On the other hand, combined oral contraceptives are beneficial to reduce the incidence of EP, EH and EC [31]. Progestogen (progesterone and progestin) can prevent or treat hyperplasia, atypical hyperplasia, and even well-differentiated EC. Progestins are the first choice for fertility preservation in young patients with grade 1 EC or atypical EH. Oguz et al. [32] found a progestogen with high anti-estrogenic activity may play an important preventive role in the development of EPs. Furthermore, the levonorgestrel-releasing intrauterine system can also alleviate heavy menstrual bleeding and anemia as well as EH and cancer, reduce the occurrence of endometrium lesion in users of tamoxifen [33]. Progestogens protect the endometrium from the proliferative effects of estrogens during menopausal hormone therapy [34]. The addition of metformin seems provide more benefits [35]. In EH patients without atypia, the endometrial reversal rate increased from 67 to 72% for oral progestins and from 81 to 94% for LNG-IUS, respectively. Injectable medroxyprogesterone acetate can also be considered as an alternative to LNG-IUS, with the endometrial reversal rate reaching 92% at 6 months [36].
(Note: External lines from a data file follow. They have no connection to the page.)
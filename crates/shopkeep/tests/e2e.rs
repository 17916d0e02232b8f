// SPDX-FileCopyrightText: 2026 Shopkeep Contributors
// SPDX-License-Identifier: MIT OR Apache-2.0

//! End-to-end tests over the SQLite adapters.
//!
//! Each test opens its own temporary database with both the transactional
//! store and the KV queue on it, the same wiring `shopkeep serve` uses.
//! Tests are independent and order-insensitive.

use std::sync::Arc;
use std::time::Duration;

use serde_json::{Value, json};
use tempfile::TempDir;
use tokio_util::sync::CancellationToken;

use shopkeep_config::ShopkeepConfig;
use shopkeep_core::{IsolationLevel, PluginAdapter, ShopkeepError, TransactionalStore};
use shopkeep_recovery::repair::{INVENTORY_RELEASES, ORDERS, PRODUCTS};
use shopkeep_recovery::{
    HandlerRegistry, LogAlertSink, ProcessOutcome, RecoveryPlan, RecoveryQueue, RecoveryService,
    RecoveryWorker, TaskRepository, TaskStatus, TaskType, WorkerSettings,
    register_builtin_handlers,
};
use shopkeep_storage::{SqliteKv, SqliteStore};
use shopkeep_txn::{Compensation, TransactionExecutor, TransactionOptions};

fn fail(message: &str) -> Result<(), ShopkeepError> {
    Err(ShopkeepError::execution(message))
}

struct Stack {
    _dir: TempDir,
    config: ShopkeepConfig,
    store: Arc<SqliteStore>,
    kv: Arc<SqliteKv>,
    executor: TransactionExecutor,
    service: RecoveryService,
}

impl Stack {
    async fn open() -> Self {
        let dir = TempDir::new().unwrap();
        let mut config = ShopkeepConfig::default();
        config.storage.database_path = dir.path().join("shopkeep.db").display().to_string();
        config.storage.poll_interval_ms = 20;
        config.recovery.dequeue_timeout_ms = 100;
        config.recovery.not_due_delay_ms = 50;
        Self::with_config(dir, config).await
    }

    async fn with_config(dir: TempDir, config: ShopkeepConfig) -> Self {
        let store = Arc::new(SqliteStore::open(&config.storage).await.unwrap());
        let kv = Arc::new(SqliteKv::open(&config.storage).await.unwrap());
        let executor = TransactionExecutor::new(store.clone());
        let service = RecoveryService::new(
            TaskRepository::from_config(kv.clone(), &config.recovery),
            RecoveryQueue::from_config(kv.clone(), &config.recovery),
            &config.recovery,
        );
        Self {
            _dir: dir,
            config,
            store,
            kv,
            executor,
            service,
        }
    }

    fn options(&self) -> TransactionOptions {
        TransactionOptions::from_config(&self.config.executor)
            .with_retry_count(0)
            .with_timeout(Duration::from_secs(5))
    }

    fn worker(&self, id: usize) -> RecoveryWorker {
        let mut registry = HandlerRegistry::new();
        register_builtin_handlers(&mut registry, &self.executor, &self.options());
        RecoveryWorker::new(
            self.service.repository().clone(),
            self.service.queue().clone(),
            Arc::new(registry),
            Arc::new(LogAlertSink),
            WorkerSettings::from_config(&self.config.recovery),
        )
        .with_id(id)
    }

    async fn seed(&self, collection: &str, key: &str, value: Value) {
        let mut txn = self.store.begin(IsolationLevel::ReadCommitted).await.unwrap();
        txn.put(collection, key, value).await.unwrap();
        txn.commit().await.unwrap();
    }

    async fn read(&self, collection: &str, key: &str) -> Option<Value> {
        let mut txn = self.store.begin(IsolationLevel::ReadCommitted).await.unwrap();
        let value = txn.get(collection, key).await.unwrap();
        txn.rollback().await.unwrap();
        value
    }
}

// ---- Transaction executor over SQLite ----

#[tokio::test]
async fn committed_work_is_visible_to_later_transactions() {
    let stack = Stack::open().await;

    let result = stack
        .executor
        .execute(
            |txn| {
                Box::pin(async move {
                    txn.put(ORDERS, "o-1", json!({"status": "pending", "total": 25}))
                        .await?;
                    txn.put(PRODUCTS, "sku-1", json!({"stock": 9})).await
                })
            },
            &stack.options(),
        )
        .await;

    assert!(result.success, "{:?}", result.error);
    assert_eq!(result.attempts, 1);
    assert_eq!(
        stack.read(ORDERS, "o-1").await,
        Some(json!({"status": "pending", "total": 25}))
    );
    assert_eq!(stack.read(PRODUCTS, "sku-1").await, Some(json!({"stock": 9})));
}

#[tokio::test]
async fn failed_work_is_rolled_back_and_compensated() {
    let stack = Stack::open().await;
    let compensated = Arc::new(std::sync::atomic::AtomicBool::new(false));
    let flag = Arc::clone(&compensated);
    let options = stack
        .options()
        .with_retry_count(1)
        .with_retry_interval(Duration::from_millis(10))
        .with_compensation(Compensation::new("release-reservation", move || {
            let flag = Arc::clone(&flag);
            async move {
                flag.store(true, std::sync::atomic::Ordering::SeqCst);
                Ok(())
            }
        }));

    let result = stack
        .executor
        .execute(
            |txn| {
                Box::pin(async move {
                    txn.put(ORDERS, "o-2", json!({"status": "pending"})).await?;
                    fail("card declined")
                })
            },
            &options,
        )
        .await;

    assert!(!result.success);
    assert_eq!(result.attempts, 2);
    assert!(result.compensation_executed);
    assert!(compensated.load(std::sync::atomic::Ordering::SeqCst));
    assert_eq!(stack.read(ORDERS, "o-2").await, None);
}

#[tokio::test]
async fn failed_savepoint_keeps_rest_of_transaction() {
    let stack = Stack::open().await;
    let options = stack.options();

    let mut txn = stack.store.begin(IsolationLevel::Serializable).await.unwrap();
    txn.put(ORDERS, "o-3", json!({"status": "pending"}))
        .await
        .unwrap();

    let step = stack
        .executor
        .execute_in_savepoint(
            txn.as_mut(),
            |txn| {
                Box::pin(async move {
                    txn.put(PRODUCTS, "sku-3", json!({"stock": 0})).await?;
                    fail("stock check failed")
                })
            },
            "reserve_stock",
            &options,
        )
        .await;
    assert!(!step.success);

    let step = stack
        .executor
        .execute_in_savepoint(
            txn.as_mut(),
            |txn| {
                Box::pin(async move {
                    txn.put(ORDERS, "o-3", json!({"status": "confirmed"})).await
                })
            },
            "confirm",
            &options,
        )
        .await;
    assert!(step.success);
    txn.commit().await.unwrap();

    assert_eq!(
        stack.read(ORDERS, "o-3").await,
        Some(json!({"status": "confirmed"}))
    );
    assert_eq!(stack.read(PRODUCTS, "sku-3").await, None);
}

#[tokio::test]
async fn execute_with_savepoint_commits_on_success() {
    let stack = Stack::open().await;

    let result = stack
        .executor
        .execute_with_savepoint(
            |txn| Box::pin(async move { txn.put(ORDERS, "o-4", json!({"status": "paid"})).await }),
            "pay",
            &stack.options(),
        )
        .await;

    assert!(result.success, "{:?}", result.error);
    assert_eq!(stack.read(ORDERS, "o-4").await, Some(json!({"status": "paid"})));
}

// ---- Recovery over SQLite ----

#[tokio::test]
async fn failed_order_is_repaired_by_worker() {
    let stack = Stack::open().await;
    stack
        .seed(ORDERS, "o-5", json!({"status": "processing", "total": 70}))
        .await;

    let outcome = stack
        .service
        .execute_with_recovery(
            &stack.executor,
            |_txn| Box::pin(async move { fail("payment provider unavailable") }),
            &stack.options(),
            RecoveryPlan::new(TaskType::OrderRecovery, json!({"order_id": "o-5"})),
        )
        .await;
    assert!(!outcome.result.success);
    let task = outcome.recovery_task.expect("recovery task created");
    assert_eq!(stack.service.queue_depth().await.unwrap(), 1);

    let worker = stack.worker(0);
    assert_eq!(worker.process_next().await.unwrap(), ProcessOutcome::Completed);

    let order = stack.read(ORDERS, "o-5").await.unwrap();
    assert_eq!(order["status"], "cancelled");
    assert_eq!(
        stack.service.get_task(&task.id).await.unwrap().status,
        TaskStatus::Completed
    );
}

#[tokio::test]
async fn repair_of_missing_record_is_rescheduled() {
    let stack = Stack::open().await;
    let task = stack
        .service
        .create_task(TaskType::RefundRecovery, json!({"refund_id": "r-404"}), Some(3))
        .await
        .unwrap();

    assert_eq!(
        stack.worker(0).process_next().await.unwrap(),
        ProcessOutcome::Rescheduled
    );
    let after = stack.service.get_task(&task.id).await.unwrap();
    assert_eq!(after.status, TaskStatus::Pending);
    assert_eq!(after.retry_count, 1);
    assert!(after.error.contains("refunds/r-404"));
}

#[tokio::test(flavor = "multi_thread", worker_threads = 4)]
async fn concurrent_workers_restock_each_reservation_once() {
    let stack = Stack::open().await;
    stack.seed(PRODUCTS, "sku-9", json!({"stock": 10})).await;

    let mut ids = Vec::new();
    for n in 0..6 {
        let task = stack
            .service
            .create_task(
                TaskType::InventoryRecovery,
                json!({"product_id": "sku-9", "quantity": 1, "reservation_id": format!("res-{n}")}),
                None,
            )
            .await
            .unwrap();
        ids.push(task.id);
    }

    let shutdown = CancellationToken::new();
    let mut handles = Vec::new();
    for n in 0..3 {
        let worker = stack.worker(n);
        let token = shutdown.clone();
        handles.push(tokio::spawn(async move { worker.run(token).await }));
    }

    let service = stack.service.clone();
    let drained = async {
        loop {
            let mut completed = 0;
            for id in &ids {
                if service.get_task(id).await.unwrap().status == TaskStatus::Completed {
                    completed += 1;
                }
            }
            if completed == ids.len() {
                break;
            }
            tokio::time::sleep(Duration::from_millis(20)).await;
        }
    };
    tokio::time::timeout(Duration::from_secs(20), drained)
        .await
        .expect("workers did not complete every task");

    shutdown.cancel();
    for handle in handles {
        tokio::time::timeout(Duration::from_secs(5), handle)
            .await
            .expect("worker did not stop")
            .unwrap();
    }

    assert_eq!(stack.read(PRODUCTS, "sku-9").await.unwrap()["stock"], 16);
    for n in 0..6 {
        let reservation = format!("res-{n}");
        assert!(stack.read(INVENTORY_RELEASES, &reservation).await.is_some());
    }
    assert_eq!(stack.service.queue_depth().await.unwrap(), 0);
}

#[tokio::test]
async fn tasks_survive_reopening_the_database() {
    let stack = Stack::open().await;
    let task = stack
        .service
        .create_task(TaskType::PaymentRecovery, json!({"payment_id": "p-7"}), Some(4))
        .await
        .unwrap();

    stack.store.shutdown().await.unwrap();
    stack.kv.shutdown().await.unwrap();
    let Stack {
        _dir: dir, config, ..
    } = stack;

    let reopened = Stack::with_config(dir, config).await;
    let loaded = reopened.service.get_task(&task.id).await.unwrap();
    assert_eq!(loaded, task);
    assert_eq!(
        reopened
            .service
            .queue()
            .dequeue(Duration::from_millis(100))
            .await
            .unwrap(),
        Some(task.id)
    );
}

// ---- Configuration ----

#[test]
#[serial_test::serial]
fn env_overrides_config_file() {
    let dir = TempDir::new().unwrap();
    let path = dir.path().join("shopkeep.toml");
    std::fs::write(
        &path,
        "[recovery]\nworkers = 2\nqueue_key = \"recovery:test\"\n",
    )
    .unwrap();

    // SAFETY: serialized with every other test that touches the environment.
    unsafe { std::env::set_var("SHOPKEEP_RECOVERY_WORKERS", "5") };
    let loaded = shopkeep_config::load_and_validate_path(&path);
    unsafe { std::env::remove_var("SHOPKEEP_RECOVERY_WORKERS") };

    let config = loaded.expect("config should load");
    assert_eq!(config.recovery.workers, 5);
    assert_eq!(config.recovery.queue_key, "recovery:test");
}

#[test]
#[serial_test::serial]
fn invalid_config_file_is_reported() {
    let dir = TempDir::new().unwrap();
    let path = dir.path().join("shopkeep.toml");
    std::fs::write(&path, "[recovery]\nbackoff_unit_secs = 0\n").unwrap();

    let errors = shopkeep_config::load_and_validate_path(&path).unwrap_err();
    assert!(!errors.is_empty());
}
Therefore, health education should be carried out to reduce fat and muscle mass and to decrease the risk of EH for obese PCOS patients. Occurrence of metabolic syndrome increases with age in PCOS patients and its incidence in non-obese patients is lower than that in obese patients [37]. Given the prevalence of overweight, obesity and insulin resistance, a relatively low reduction in weight (about 5%) can improve problems such as insulin resistance, high levels of androgens, reproductive system dysfunctions and infertility in these women [38]. We recommend monitoring blood pressure, serum lipids, serum glucose and other metabolic aspects of PCOS patients, and they are encouraged to control diet and exercise to keep fit.

There are some limitations in our study. Firstly, it is a retrospective case-control study, whose major problem is the small number of subjects in each group. Secondly, there is a potential selection bias since the study only included PCOS patients in one center. Thirdly, we did not consider the heterogeneity of PCOS and address differences between phenotypes. Well-designed prospective studies are needed to have a better understanding of the pathogenesis of endometrial lesions in PCOS patients.

Conclusion

In conclusion, we have reported that age, obesity, prolonged menstrual cycle, decreased SHBG, and dyslipidemia may affect EH in PCOS, and hyperandrogenism may be an important cause of EH in such patients. More attention should be paid to the physical examination, endocrine, glucose and lipid metabolism screening of PCOS women. Oral contraceptives, progestogen and metformin are recommended for prevention and treatment of endometrial lesions in PCOS patients. However, additional prospective clinical studies with larger sample sizes should be performed to confirm our findings.